> [What to work on] State the number of lines in these records that include the string "single", and say nothing more.
:: Dataset excerpts ::
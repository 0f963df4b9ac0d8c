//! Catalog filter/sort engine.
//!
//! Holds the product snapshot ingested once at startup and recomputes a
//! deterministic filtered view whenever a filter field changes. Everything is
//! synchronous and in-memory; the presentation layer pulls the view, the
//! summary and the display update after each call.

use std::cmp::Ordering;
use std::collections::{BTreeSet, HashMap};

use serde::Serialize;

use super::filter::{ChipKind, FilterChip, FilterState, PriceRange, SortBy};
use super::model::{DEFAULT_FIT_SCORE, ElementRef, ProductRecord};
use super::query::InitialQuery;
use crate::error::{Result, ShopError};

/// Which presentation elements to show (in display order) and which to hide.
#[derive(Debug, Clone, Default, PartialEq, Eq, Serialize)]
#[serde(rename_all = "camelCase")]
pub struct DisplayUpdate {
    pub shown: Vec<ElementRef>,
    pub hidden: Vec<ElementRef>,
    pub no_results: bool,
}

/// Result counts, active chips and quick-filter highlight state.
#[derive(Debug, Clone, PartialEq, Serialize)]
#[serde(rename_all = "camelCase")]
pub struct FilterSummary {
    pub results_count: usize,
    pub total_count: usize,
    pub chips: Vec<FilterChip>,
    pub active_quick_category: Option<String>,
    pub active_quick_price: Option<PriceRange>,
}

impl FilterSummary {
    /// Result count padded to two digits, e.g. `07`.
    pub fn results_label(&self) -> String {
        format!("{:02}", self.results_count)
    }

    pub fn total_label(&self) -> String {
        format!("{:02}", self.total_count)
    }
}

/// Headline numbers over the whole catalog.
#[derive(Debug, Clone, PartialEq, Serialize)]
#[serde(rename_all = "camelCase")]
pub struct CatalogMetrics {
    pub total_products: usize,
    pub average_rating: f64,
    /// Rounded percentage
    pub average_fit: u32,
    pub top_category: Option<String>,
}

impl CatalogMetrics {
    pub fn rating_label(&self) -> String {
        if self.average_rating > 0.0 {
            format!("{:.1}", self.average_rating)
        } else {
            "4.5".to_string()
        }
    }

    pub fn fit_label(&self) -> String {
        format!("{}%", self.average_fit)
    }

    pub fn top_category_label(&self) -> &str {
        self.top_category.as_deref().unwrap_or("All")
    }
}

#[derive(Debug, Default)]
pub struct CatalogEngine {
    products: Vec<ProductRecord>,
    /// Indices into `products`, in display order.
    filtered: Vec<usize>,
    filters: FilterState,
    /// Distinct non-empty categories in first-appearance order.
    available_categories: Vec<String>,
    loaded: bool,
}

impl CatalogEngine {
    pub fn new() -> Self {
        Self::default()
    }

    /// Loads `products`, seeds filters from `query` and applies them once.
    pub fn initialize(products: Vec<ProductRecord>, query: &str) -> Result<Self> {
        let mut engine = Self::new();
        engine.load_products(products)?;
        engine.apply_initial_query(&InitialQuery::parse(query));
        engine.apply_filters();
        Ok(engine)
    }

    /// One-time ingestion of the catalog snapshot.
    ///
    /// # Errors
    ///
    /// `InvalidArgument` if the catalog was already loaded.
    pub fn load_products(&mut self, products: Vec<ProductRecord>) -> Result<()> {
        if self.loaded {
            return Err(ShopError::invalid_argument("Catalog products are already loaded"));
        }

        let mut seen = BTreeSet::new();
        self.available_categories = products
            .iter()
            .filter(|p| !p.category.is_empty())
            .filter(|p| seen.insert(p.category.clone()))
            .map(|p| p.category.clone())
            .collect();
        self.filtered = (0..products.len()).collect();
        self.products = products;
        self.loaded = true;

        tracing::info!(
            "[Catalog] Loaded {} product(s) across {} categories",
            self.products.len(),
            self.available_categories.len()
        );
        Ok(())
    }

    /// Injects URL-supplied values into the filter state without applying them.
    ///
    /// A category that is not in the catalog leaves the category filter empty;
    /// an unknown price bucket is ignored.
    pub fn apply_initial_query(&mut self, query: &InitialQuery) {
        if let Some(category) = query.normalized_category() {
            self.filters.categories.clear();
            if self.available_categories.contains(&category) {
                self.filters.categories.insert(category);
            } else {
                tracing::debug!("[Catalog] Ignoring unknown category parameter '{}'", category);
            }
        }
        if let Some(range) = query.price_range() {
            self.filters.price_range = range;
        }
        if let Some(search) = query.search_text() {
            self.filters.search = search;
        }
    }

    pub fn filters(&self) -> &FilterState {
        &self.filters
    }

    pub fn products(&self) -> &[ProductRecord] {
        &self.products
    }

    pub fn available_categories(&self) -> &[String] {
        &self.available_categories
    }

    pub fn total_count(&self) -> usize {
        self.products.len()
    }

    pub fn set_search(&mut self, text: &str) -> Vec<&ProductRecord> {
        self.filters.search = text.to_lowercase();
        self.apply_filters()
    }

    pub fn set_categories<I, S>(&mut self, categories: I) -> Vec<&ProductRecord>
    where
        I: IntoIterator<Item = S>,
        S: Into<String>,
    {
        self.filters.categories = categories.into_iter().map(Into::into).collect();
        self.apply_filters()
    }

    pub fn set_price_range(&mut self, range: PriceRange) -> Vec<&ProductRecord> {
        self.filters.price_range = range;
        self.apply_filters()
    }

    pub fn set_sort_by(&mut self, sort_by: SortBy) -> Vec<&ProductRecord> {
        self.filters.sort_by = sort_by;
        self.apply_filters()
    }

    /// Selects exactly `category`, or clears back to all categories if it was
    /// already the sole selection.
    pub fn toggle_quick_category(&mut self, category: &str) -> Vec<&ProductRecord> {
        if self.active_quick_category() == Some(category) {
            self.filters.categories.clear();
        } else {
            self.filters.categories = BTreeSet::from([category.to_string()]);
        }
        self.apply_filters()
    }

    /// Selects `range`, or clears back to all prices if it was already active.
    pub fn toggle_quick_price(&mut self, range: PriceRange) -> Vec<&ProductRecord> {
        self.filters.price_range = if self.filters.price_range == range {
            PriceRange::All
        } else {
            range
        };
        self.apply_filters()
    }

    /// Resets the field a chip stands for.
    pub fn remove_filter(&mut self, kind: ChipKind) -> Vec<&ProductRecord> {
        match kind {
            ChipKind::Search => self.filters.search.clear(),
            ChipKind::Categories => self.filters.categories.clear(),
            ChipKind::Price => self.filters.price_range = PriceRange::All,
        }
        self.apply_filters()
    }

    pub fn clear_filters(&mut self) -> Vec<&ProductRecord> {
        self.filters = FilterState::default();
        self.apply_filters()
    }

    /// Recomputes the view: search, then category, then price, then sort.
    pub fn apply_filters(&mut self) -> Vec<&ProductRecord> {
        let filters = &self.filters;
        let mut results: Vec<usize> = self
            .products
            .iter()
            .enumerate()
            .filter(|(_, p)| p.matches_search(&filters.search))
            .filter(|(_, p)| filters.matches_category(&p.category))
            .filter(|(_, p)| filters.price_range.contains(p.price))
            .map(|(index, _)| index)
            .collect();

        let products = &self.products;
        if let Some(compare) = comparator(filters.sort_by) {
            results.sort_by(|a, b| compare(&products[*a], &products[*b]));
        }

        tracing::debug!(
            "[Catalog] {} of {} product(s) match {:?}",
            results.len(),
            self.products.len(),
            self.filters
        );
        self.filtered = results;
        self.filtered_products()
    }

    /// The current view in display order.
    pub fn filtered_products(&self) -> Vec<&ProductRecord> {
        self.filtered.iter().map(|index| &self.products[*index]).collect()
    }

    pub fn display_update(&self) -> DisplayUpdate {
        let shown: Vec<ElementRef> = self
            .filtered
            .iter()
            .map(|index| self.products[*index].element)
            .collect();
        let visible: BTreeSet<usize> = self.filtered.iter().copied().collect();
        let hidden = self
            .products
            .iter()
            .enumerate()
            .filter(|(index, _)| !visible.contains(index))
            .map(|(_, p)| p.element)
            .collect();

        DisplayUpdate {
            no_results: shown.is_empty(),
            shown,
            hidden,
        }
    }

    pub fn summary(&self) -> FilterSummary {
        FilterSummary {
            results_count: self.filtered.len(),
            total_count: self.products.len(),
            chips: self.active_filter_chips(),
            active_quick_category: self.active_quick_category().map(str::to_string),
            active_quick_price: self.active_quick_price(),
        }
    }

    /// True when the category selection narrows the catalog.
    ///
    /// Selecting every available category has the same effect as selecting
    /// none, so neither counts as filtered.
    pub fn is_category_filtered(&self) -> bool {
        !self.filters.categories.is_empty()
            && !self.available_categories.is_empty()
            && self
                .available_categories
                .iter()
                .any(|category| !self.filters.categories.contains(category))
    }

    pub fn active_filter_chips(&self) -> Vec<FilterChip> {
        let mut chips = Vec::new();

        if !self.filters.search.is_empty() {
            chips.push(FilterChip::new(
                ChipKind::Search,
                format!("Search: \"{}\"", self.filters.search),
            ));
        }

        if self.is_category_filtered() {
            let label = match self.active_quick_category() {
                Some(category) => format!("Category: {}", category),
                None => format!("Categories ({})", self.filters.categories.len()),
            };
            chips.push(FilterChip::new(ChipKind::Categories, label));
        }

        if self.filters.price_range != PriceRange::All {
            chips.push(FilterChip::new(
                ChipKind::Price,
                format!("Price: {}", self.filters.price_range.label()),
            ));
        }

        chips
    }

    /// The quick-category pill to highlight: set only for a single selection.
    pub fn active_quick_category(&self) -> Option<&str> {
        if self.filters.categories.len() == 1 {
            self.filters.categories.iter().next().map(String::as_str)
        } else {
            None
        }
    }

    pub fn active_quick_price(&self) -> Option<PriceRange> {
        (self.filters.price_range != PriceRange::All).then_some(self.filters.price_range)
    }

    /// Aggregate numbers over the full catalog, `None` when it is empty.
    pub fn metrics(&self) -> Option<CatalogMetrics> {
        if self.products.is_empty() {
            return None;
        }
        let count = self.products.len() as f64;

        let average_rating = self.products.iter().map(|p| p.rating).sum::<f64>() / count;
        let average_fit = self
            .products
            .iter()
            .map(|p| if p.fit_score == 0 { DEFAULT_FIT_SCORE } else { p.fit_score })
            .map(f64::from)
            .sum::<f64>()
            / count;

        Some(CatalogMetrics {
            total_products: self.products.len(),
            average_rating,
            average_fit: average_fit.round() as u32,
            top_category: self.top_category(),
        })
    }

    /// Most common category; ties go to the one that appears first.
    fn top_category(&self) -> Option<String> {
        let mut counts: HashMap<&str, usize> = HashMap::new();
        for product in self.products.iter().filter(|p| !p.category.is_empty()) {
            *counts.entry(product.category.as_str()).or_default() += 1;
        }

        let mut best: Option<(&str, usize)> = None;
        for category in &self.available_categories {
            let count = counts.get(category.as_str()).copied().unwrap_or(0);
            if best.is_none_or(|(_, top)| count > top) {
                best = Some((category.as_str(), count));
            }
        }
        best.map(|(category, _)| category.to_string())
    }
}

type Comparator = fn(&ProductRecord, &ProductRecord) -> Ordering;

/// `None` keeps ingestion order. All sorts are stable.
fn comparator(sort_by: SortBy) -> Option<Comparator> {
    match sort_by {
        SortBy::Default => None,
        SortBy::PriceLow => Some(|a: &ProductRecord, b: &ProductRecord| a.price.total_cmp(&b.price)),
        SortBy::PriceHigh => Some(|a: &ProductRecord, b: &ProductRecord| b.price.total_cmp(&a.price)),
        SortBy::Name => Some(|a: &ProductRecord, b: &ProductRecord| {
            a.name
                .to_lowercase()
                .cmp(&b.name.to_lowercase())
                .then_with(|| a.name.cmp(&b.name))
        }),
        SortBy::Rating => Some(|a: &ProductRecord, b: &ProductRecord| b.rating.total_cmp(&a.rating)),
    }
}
:::
:: Dataset excerpts ::
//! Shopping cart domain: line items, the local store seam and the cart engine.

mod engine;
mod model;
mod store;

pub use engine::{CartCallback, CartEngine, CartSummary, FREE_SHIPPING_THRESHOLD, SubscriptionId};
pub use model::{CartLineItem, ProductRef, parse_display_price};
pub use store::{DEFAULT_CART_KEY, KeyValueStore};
:::
:: Dataset excerpts ::
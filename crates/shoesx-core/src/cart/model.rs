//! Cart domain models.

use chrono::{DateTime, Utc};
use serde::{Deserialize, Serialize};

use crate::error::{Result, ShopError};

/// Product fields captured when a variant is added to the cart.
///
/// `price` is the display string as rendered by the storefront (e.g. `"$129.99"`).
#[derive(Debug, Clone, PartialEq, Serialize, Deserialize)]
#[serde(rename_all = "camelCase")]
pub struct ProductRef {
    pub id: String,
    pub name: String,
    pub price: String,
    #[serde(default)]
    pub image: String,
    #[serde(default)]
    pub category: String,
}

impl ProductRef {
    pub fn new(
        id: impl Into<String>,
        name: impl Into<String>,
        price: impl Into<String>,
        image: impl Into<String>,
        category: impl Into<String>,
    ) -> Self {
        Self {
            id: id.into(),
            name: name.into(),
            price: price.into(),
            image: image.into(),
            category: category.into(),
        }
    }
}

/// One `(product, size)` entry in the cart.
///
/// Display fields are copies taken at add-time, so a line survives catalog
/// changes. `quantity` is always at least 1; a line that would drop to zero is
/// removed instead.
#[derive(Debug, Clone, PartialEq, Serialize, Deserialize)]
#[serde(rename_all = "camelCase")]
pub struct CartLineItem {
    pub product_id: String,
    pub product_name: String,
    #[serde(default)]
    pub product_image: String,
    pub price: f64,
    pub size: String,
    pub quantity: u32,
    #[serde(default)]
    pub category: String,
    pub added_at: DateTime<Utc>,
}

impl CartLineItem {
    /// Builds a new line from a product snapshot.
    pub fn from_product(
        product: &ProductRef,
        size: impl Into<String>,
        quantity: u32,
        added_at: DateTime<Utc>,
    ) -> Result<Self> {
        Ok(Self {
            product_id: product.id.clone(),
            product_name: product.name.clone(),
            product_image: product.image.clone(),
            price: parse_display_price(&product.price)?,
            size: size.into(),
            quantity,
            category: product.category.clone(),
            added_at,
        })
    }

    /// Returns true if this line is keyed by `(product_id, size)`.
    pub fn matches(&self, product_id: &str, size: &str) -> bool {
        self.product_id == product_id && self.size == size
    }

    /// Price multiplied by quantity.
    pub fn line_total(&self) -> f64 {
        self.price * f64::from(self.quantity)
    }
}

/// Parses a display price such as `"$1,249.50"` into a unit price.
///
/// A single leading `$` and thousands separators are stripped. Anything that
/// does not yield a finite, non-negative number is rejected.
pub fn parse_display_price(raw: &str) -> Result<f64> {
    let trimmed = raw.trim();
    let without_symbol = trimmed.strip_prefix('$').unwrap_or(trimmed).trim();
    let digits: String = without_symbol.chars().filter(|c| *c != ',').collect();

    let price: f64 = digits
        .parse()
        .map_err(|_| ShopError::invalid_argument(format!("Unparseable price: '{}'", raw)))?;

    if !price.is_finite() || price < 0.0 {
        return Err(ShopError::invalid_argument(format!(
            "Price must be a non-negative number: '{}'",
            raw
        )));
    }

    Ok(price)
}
:::
> [Answer section] 2